The new research by email security provider EasyDMARC reviewed the security policies of 12,103 insurance businesses. It found that only 699 of the researched organizations have correctly implemented and configured security policies to flag, report, and remove outbound phishing emails.
Download Our Report to Learn More!
The survey reviewed the deployment of the Domain-based Message Authentication, Reporting, and Conformance (DMARC) standard among the domains of insurance companies. First published in 2012, the DMARC standard enables the automatic flagging and removal of receiving emails that are impersonating senders’ domains, which is a crucial way to prevent outbound phishing and spoofing attempts.
The Policy Distribution
EasyDMARC’s research found that only 22% of the reviewed domains had implemented the decade-old DMARC standard. Of those 2694 institutions, only 699 (26%) had implemented a ‘reject’ policy that automatically rejects emails imitating a legitimate domain. More organizations that deployed DMARC had configured it to do nothing about impersonating emails, with 1401 (52%) domains having no policy. 594 (22%) had configured DMARC to send impersonating emails into quarantine.
Gerasim Hovhannisyan, EasyDMARC CEO and co-founder says:
“Impersonating email domains is one of the most effective ways cybercriminals bypass organizational cyber defenses through phishing, spoofing, and ransomware attacks. The numbers don’t lie; unfortunately, too many insurance organizations are ignoring essential tools that will effectively prevent these present and persistent dangers.
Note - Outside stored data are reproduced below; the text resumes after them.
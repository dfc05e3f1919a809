//! Work queue for one transfer pair
//!
//! Wraps a [`QueueStore`] with the pair and batch size baked in and runs the
//! claim / handle / record loop every cluster member uses to drain its share
//! of the queue.

use std::future::Future;
use std::sync::Arc;

use tracing::{debug, error, info};

use super::types::{
    BatchRange, DrainReport, FailurePolicy, QueueItem, QueueProgress, QueueStatus, TransferPair,
};
use crate::error::{EtlError, EtlResult, StoreError, StoreResult};
use crate::store::QueueStore;
use crate::transfer::BackoffPolicy;

/// Recorded when a failure arrives without a message, so FAILED rows always carry one
pub const UNKNOWN_FAILURE: &str = "unknown error";

pub struct WorkQueue {
    store: Arc<dyn QueueStore>,
    pair: TransferPair,
    batch_size: u32,
    backoff: BackoffPolicy,
}

impl WorkQueue {
    pub fn new(store: Arc<dyn QueueStore>, pair: TransferPair, batch_size: u32) -> Self {
        Self {
            store,
            pair,
            batch_size,
            backoff: BackoffPolicy::default(),
        }
    }

    /// Retry policy applied to the drain loop's own store calls
    pub fn with_backoff(mut self, backoff: BackoffPolicy) -> Self {
        self.backoff = backoff;
        self
    }

    pub fn pair(&self) -> &TransferPair {
        &self.pair
    }

    /// Insert one WAITING item covering `[start_id, last_id]`
    pub async fn enqueue(&self, start_id: i64, last_id: i64, cluster_id: u32) -> StoreResult<QueueItem> {
        if start_id > last_id {
            return Err(StoreError::InvalidRange { start_id, last_id });
        }

        let range = BatchRange {
            start_id,
            last_id,
            cluster_id,
        };
        let item = self.store.enqueue(&self.pair, self.batch_size, range).await?;

        debug!(
            queue_item_id = item.id,
            start_id,
            last_id,
            cluster_id,
            "Enqueued batch for {}",
            self.pair
        );
        Ok(item)
    }

    /// Claim the oldest WAITING item of `cluster_id`, moving it to RUNNING
    pub async fn claim_next(&self, cluster_id: u32) -> StoreResult<Option<QueueItem>> {
        self.store.claim_next(&self.pair, cluster_id).await
    }

    pub async fn set_status(
        &self,
        id: i64,
        status: QueueStatus,
        error_message: Option<&str>,
    ) -> StoreResult<()> {
        let error_message = match status {
            QueueStatus::Failed => Some(
                error_message
                    .filter(|m| !m.trim().is_empty())
                    .unwrap_or(UNKNOWN_FAILURE),
            ),
            _ => None,
        };
        self.store.set_status(id, status, error_message).await
    }

    pub async fn mark_completed(&self, id: i64) -> StoreResult<()> {
        self.set_status(id, QueueStatus::Completed, None).await
    }

    pub async fn mark_failed(&self, id: i64, error_message: &str) -> StoreResult<()> {
        self.set_status(id, QueueStatus::Failed, Some(error_message)).await
    }

    /// Highest `last_id` ever enqueued for this pair
    pub async fn high_watermark(&self) -> StoreResult<Option<i64>> {
        self.store.high_watermark(&self.pair).await
    }

    pub async fn progress(&self) -> StoreResult<QueueProgress> {
        self.store.progress(&self.pair).await
    }

    pub async fn requeue_failed(&self) -> StoreResult<u64> {
        self.store.requeue_failed(&self.pair).await
    }

    /// Release items a crashed worker left RUNNING
    pub async fn requeue_running(&self) -> StoreResult<u64> {
        self.store.requeue_running(&self.pair).await
    }

    pub async fn clear(&self) -> StoreResult<u64> {
        self.store.clear(&self.pair).await
    }

    /// Process every WAITING item of `cluster_id` until none is left
    ///
    /// Each claimed item is handed to `handler`; success records COMPLETED,
    /// failure records FAILED with the error text. With
    /// [`FailurePolicy::Halt`] the first failure ends the drain with
    /// [`EtlError::BatchFailed`] after it has been recorded.
    pub async fn drain<F, Fut>(
        &self,
        cluster_id: u32,
        policy: FailurePolicy,
        mut handler: F,
    ) -> EtlResult<DrainReport>
    where
        F: FnMut(QueueItem) -> Fut,
        Fut: Future<Output = EtlResult<()>>,
    {
        info!(cluster_id, "Processing queue {}", self.pair);

        let mut report = DrainReport::default();

        loop {
            let claimed = self
                .backoff
                .execute_if("claim_next", || self.claim_next(cluster_id), StoreError::is_transient)
                .await?;

            let Some(item) = claimed else {
                break;
            };

            let (id, start_id, last_id) = (item.id, item.start_id, item.last_id);
            debug!(queue_item_id = id, start_id, last_id, cluster_id, "Claimed batch");

            match handler(item).await {
                Ok(()) => {
                    self.backoff
                        .execute_if(
                            "mark_completed",
                            || self.mark_completed(id),
                            StoreError::is_transient,
                        )
                        .await?;
                    report.completed += 1;
                }
                Err(err) => {
                    let reason = err.to_string();
                    error!(
                        queue_item_id = id,
                        start_id,
                        last_id,
                        cluster_id,
                        error = %reason,
                        "Error processing range {} - {} of {}",
                        start_id,
                        last_id,
                        self.pair
                    );

                    self.backoff
                        .execute_if(
                            "mark_failed",
                            || self.mark_failed(id, &reason),
                            StoreError::is_transient,
                        )
                        .await?;
                    report.failed += 1;

                    if policy == FailurePolicy::Halt {
                        return Err(EtlError::BatchFailed {
                            pair: self.pair.to_string(),
                            queue_item_id: id,
                            start_id,
                            last_id,
                            reason,
                        });
                    }
                }
            }
        }

        info!(
            cluster_id,
            completed = report.completed,
            failed = report.failed,
            "Queue drained for {}",
            self.pair
        );
        Ok(report)
    }
}

impl std::fmt::Debug for WorkQueue {
    fn fmt(&self, f: &mut std::fmt::Formatter<'_>) -> std::fmt::Result {
        f.debug_struct("WorkQueue")
            .field("pair", &self.pair)
            .field("batch_size", &self.batch_size)
            .field("backoff", &self.backoff)
            .finish_non_exhaustive()
    }
}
“The need for organizations to protect themselves from cyber threats is almost unanimously accepted. The absence of domain authentication renders these organizations susceptible to breaches of highly sensitive and potentially costly data. Without the adoption of DMARC or similarly effective policies, the sector will continue to see an increase in cyber events and subsequent disruptions and losses.”